Assim, conclui-se definitivamente que, como todos os direitos estão previstos no mesmo texto, qual seja, a Constituição, não há hierarquia entre eles e, por conseguinte, não há um direito fundamental que prevaleça sobre o outro.

3.2. Cláusulas pétreas do artigo 60, §4º, e o artigo 228

Quando da elaboração do texto constitucional, a Assembleia Nacional Constituinte optou por criar uma Constituição que fosse rígida, isto é, com um critério de alteração mais rigoroso do que a legislação infraconstitucional e, além disso, com o objetivo de que fossem protegidos especialmente os valores e conquistas humanos de forma a torná-los impossíveis de serem abolidos ou revogados do ordenamento jurídico.

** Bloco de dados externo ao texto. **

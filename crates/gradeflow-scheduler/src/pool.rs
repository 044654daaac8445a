//! WorkerPool — bounded set of concurrent grading tasks.
//!
//! Each admitted entry becomes one tokio task that runs the harness,
//! records the result in the ledger, writes the output artifact, and
//! publishes it. Slots are reclaimed by `reconcile`, called from the
//! control loop; a crashed task simply frees its slot and the entry is
//! re-queued by the next scan.

use std::collections::HashSet;
use std::path::Path;
use std::sync::Arc;

use gradeflow_core::{QueueEntry, artifact_name};
use gradeflow_state::AttemptLedger;
use tokio::task::JoinHandle;
use tracing::{error, info, warn};

use crate::harness::GradingHarness;
use crate::vcs::Vcs;

struct GraderJob {
    entry: QueueEntry,
    handle: JoinHandle<()>,
}

/// Shared pieces every grading task needs.
struct PoolShared<H, V> {
    harness: H,
    vcs: Arc<tokio::sync::Mutex<V>>,
    ledger: AttemptLedger,
    outfile_prefix: String,
    publish: bool,
}

pub struct WorkerPool<H, V> {
    shared: Arc<PoolShared<H, V>>,
    jobs: Vec<GraderJob>,
    capacity: usize,
}

impl<H: GradingHarness, V: Vcs> WorkerPool<H, V> {
    pub fn new(
        harness: H,
        vcs: Arc<tokio::sync::Mutex<V>>,
        ledger: AttemptLedger,
        outfile_prefix: impl Into<String>,
        publish: bool,
        capacity: usize,
    ) -> Self {
        Self {
            shared: Arc::new(PoolShared {
                harness,
                vcs,
                ledger,
                outfile_prefix: outfile_prefix.into(),
                publish,
            }),
            jobs: Vec::new(),
            capacity,
        }
    }

    pub fn active(&self) -> usize {
        self.jobs.len()
    }

    pub fn has_capacity(&self) -> bool {
        self.jobs.len() < self.capacity
    }

    /// Submitters with a grading task in flight; the scanner must not
    /// re-queue them.
    pub fn active_submitters(&self) -> HashSet<String> {
        self.jobs
            .iter()
            .map(|job| job.entry.submitter.clone())
            .collect()
    }

    /// Entries currently being graded, for the dashboard.
    pub fn active_entries(&self) -> Vec<QueueEntry> {
        self.jobs.iter().map(|job| job.entry.clone()).collect()
    }

    /// Drop finished jobs and return how many slots were reclaimed.
    pub fn reconcile(&mut self) -> usize {
        let before = self.jobs.len();
        self.jobs.retain(|job| !job.handle.is_finished());
        before - self.jobs.len()
    }

    /// Start grading an entry. The caller checks `has_capacity` first;
    /// admitting over capacity is a scheduling bug.
    pub fn spawn(&mut self, entry: QueueEntry) {
        debug_assert!(self.has_capacity());
        let shared = Arc::clone(&self.shared);
        let task_entry = entry.clone();
        let handle = tokio::spawn(async move {
            grade_one(shared, task_entry).await;
        });
        self.jobs.push(GraderJob { entry, handle });
    }

    /// Wait for every in-flight job to finish.
    pub async fn drain(&mut self) {
        info!(in_flight = self.jobs.len(), "draining worker pool");
        for job in self.jobs.drain(..) {
            if let Err(e) = job.handle.await {
                error!(submitter = %job.entry.submitter, error = %e, "grading task panicked");
            }
        }
    }
}

async fn grade_one<H: GradingHarness, V: Vcs>(shared: Arc<PoolShared<H, V>>, entry: QueueEntry) {
    info!(submitter = %entry.submitter, version = entry.version,
        subset = ?entry.test_subset, "grading started");

    let report = match shared.harness.grade(&entry).await {
        Ok(report) => report,
        Err(e) => {
            // No ledger record: the next scan re-queues this version.
            error!(submitter = %entry.submitter, version = entry.version,
                error = %e, "grading crashed, will retry");
            return;
        }
    };

    shared.ledger.record_graded(&entry.submitter, entry.version);

    let artifact = entry
        .source_dir
        .join(artifact_name(&shared.outfile_prefix, entry.version));
    if let Err(e) = write_artifact(&artifact, &report).await {
        error!(submitter = %entry.submitter, ?artifact, error = %e,
            "failed to write output artifact");
        return;
    }

    if shared.publish {
        let message = format!(
            "Autograder output for {} version {}",
            entry.submitter, entry.version
        );
        let vcs = shared.vcs.lock().await;
        if let Err(e) = vcs.publish(&artifact, &message).await {
            error!(submitter = %entry.submitter, ?artifact, error = %e,
                "failed to publish output artifact");
        }
    }

    info!(submitter = %entry.submitter, version = entry.version, "grading finished");
}

async fn write_artifact(path: &Path, report: &[u8]) -> std::io::Result<()> {
    if tokio::fs::try_exists(path).await.unwrap_or(false) {
        warn!(?path, "overwriting existing output artifact");
    }
    tokio::fs::write(path, report).await
}

#[cfg(test)]
mod tests {
    use super::*;
    use chrono::Utc;
    use std::path::{Path, PathBuf};
    use std::sync::Mutex as StdMutex;
    use std::time::Duration;

    struct FakeHarness {
        reports: StdMutex<Vec<(String, anyhow::Result<Vec<u8>>)>>,
        delay: Duration,
    }

    impl FakeHarness {
        fn new(delay: Duration) -> Self {
            Self {
                reports: StdMutex::new(Vec::new()),
                delay,
            }
        }

        fn respond(&self, submitter: &str, result: anyhow::Result<Vec<u8>>) {
            self.reports
                .lock()
                .unwrap()
                .push((submitter.to_string(), result));
        }
    }

    impl GradingHarness for Arc<FakeHarness> {
        async fn grade(&self, entry: &QueueEntry) -> anyhow::Result<Vec<u8>> {
            tokio::time::sleep(self.delay).await;
            let mut reports = self.reports.lock().unwrap();
            let index = reports
                .iter()
                .position(|(name, _)| name == &entry.submitter)
                .expect("unexpected grade call");
            reports.remove(index).1
        }
    }

    #[derive(Default)]
    struct FakeVcs {
        published: StdMutex<Vec<(PathBuf, String)>>,
    }

    impl Vcs for Arc<FakeVcs> {
        async fn sync(&self, _path: &Path) -> anyhow::Result<()> {
            Ok(())
        }

        async fn publish(&self, path: &Path, message: &str) -> anyhow::Result<()> {
            self.published
                .lock()
                .unwrap()
                .push((path.to_path_buf(), message.to_string()));
            Ok(())
        }
    }

    fn entry(submitter: &str, version: u64, source_dir: &Path) -> QueueEntry {
        QueueEntry {
            submitter: submitter.to_string(),
            version,
            submitted_at: Utc::now(),
            attempts: 0,
            test_subset: Vec::new(),
            source_dir: source_dir.to_path_buf(),
        }
    }

    fn pool(
        harness: Arc<FakeHarness>,
        vcs: Arc<FakeVcs>,
        ledger: AttemptLedger,
        publish: bool,
        capacity: usize,
    ) -> WorkerPool<Arc<FakeHarness>, Arc<FakeVcs>> {
        WorkerPool::new(
            harness,
            Arc::new(tokio::sync::Mutex::new(vcs)),
            ledger,
            "OUT",
            publish,
            capacity,
        )
    }

    #[tokio::test]
    async fn success_records_writes_and_publishes() {
        let dir = tempfile::tempdir().unwrap();
        let harness = Arc::new(FakeHarness::new(Duration::ZERO));
        harness.respond("alice", Ok(b"Test alpha Passed\n".to_vec()));
        let vcs = Arc::new(FakeVcs::default());
        let ledger = AttemptLedger::open_in_memory().unwrap();

        let mut pool = pool(Arc::clone(&harness), Arc::clone(&vcs), ledger.clone(), true, 2);
        pool.spawn(entry("alice", 3, dir.path()));
        pool.drain().await;

        assert!(ledger.is_graded("alice", 3));
        let artifact = dir.path().join("OUT.3");
        assert_eq!(std::fs::read(&artifact).unwrap(), b"Test alpha Passed\n");

        let published = vcs.published.lock().unwrap();
        assert_eq!(published.len(), 1);
        assert_eq!(published[0].0, artifact);
        assert_eq!(published[0].1, "Autograder output for alice version 3");
    }

    #[tokio::test]
    async fn crash_leaves_no_record_and_no_artifact() {
        let dir = tempfile::tempdir().unwrap();
        let harness = Arc::new(FakeHarness::new(Duration::ZERO));
        harness.respond("bob", Err(anyhow::anyhow!("docker daemon unreachable")));
        let vcs = Arc::new(FakeVcs::default());
        let ledger = AttemptLedger::open_in_memory().unwrap();

        let mut pool = pool(Arc::clone(&harness), Arc::clone(&vcs), ledger.clone(), true, 2);
        pool.spawn(entry("bob", 1, dir.path()));
        pool.drain().await;

        assert!(!ledger.is_graded("bob", 1));
        assert!(!dir.path().join("OUT.1").exists());
        assert!(vcs.published.lock().unwrap().is_empty());
    }

    #[tokio::test]
    async fn publish_disabled_still_writes_the_artifact() {
        let dir = tempfile::tempdir().unwrap();
        let harness = Arc::new(FakeHarness::new(Duration::ZERO));
        harness.respond("carol", Ok(b"ok\n".to_vec()));
        let vcs = Arc::new(FakeVcs::default());
        let ledger = AttemptLedger::open_in_memory().unwrap();

        let mut pool = pool(Arc::clone(&harness), Arc::clone(&vcs), ledger.clone(), false, 1);
        pool.spawn(entry("carol", 2, dir.path()));
        pool.drain().await;

        assert!(dir.path().join("OUT.2").exists());
        assert!(vcs.published.lock().unwrap().is_empty());
    }

    #[tokio::test]
    async fn capacity_and_reconcile_track_slots() {
        let dir = tempfile::tempdir().unwrap();
        let harness = Arc::new(FakeHarness::new(Duration::from_millis(50)));
        harness.respond("dave", Ok(b"r\n".to_vec()));
        harness.respond("erin", Ok(b"r\n".to_vec()));
        let vcs = Arc::new(FakeVcs::default());
        let ledger = AttemptLedger::open_in_memory().unwrap();

        let mut pool = pool(Arc::clone(&harness), vcs, ledger, false, 2);
        pool.spawn(entry("dave", 1, dir.path()));
        pool.spawn(entry("erin", 1, dir.path()));

        assert!(!pool.has_capacity());
        assert_eq!(
            pool.active_submitters(),
            HashSet::from(["dave".to_string(), "erin".to_string()])
        );

        pool.drain().await;
        assert_eq!(pool.reconcile(), 0);
        assert!(pool.has_capacity());
        assert_eq!(pool.active(), 0);
    }

    #[tokio::test]
    async fn reconcile_reclaims_finished_slots() {
        let dir = tempfile::tempdir().unwrap();
        let harness = Arc::new(FakeHarness::new(Duration::ZERO));
        harness.respond("frank", Ok(b"r\n".to_vec()));
        let vcs = Arc::new(FakeVcs::default());
        let ledger = AttemptLedger::open_in_memory().unwrap();

        let mut pool = pool(Arc::clone(&harness), vcs, ledger.clone(), false, 1);
        pool.spawn(entry("frank", 1, dir.path()));

        // Poll until the task finishes, then reconcile must free it.
        for _ in 0..100 {
            if ledger.is_graded("frank", 1) {
                break;
            }
            tokio::time::sleep(Duration::from_millis(10)).await;
        }
        tokio::task::yield_now().await;
        while pool.reconcile() == 0 && pool.active() > 0 {
            tokio::time::sleep(Duration::from_millis(10)).await;
        }
        assert_eq!(pool.active(), 0);
    }
}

A estes valores deu-se o nome de cláusulas pétreas.

São cláusulas que, por determinação constitucional, possuem importância e força legal de maneira a servirem como limitações materiais à possibilidade de reforma do texto Constitucional por meio das emendas constitucionais que tenham como objeto a abolição de uma dessas cláusulas.

Da mesma forma, qualquer lei hierarquicamente inferior à Constituição que disponha contrariamente a ela é declarada inconstitucional pelo Supremo Tribunal Federal, que o faz através do controle de constitucionalidade, seja na forma concentrada, seja na forma difusa, as destituindo a aplicabilidade.

A importância da proteção ao texto constitucional é tão grande que é admissível que qualquer órgão do Poder Judiciário, seja ele singular ou colegiado, reconheça a inconstitucionalidade de determinado dispositivo legal através do controle difuso de constitucionalidade.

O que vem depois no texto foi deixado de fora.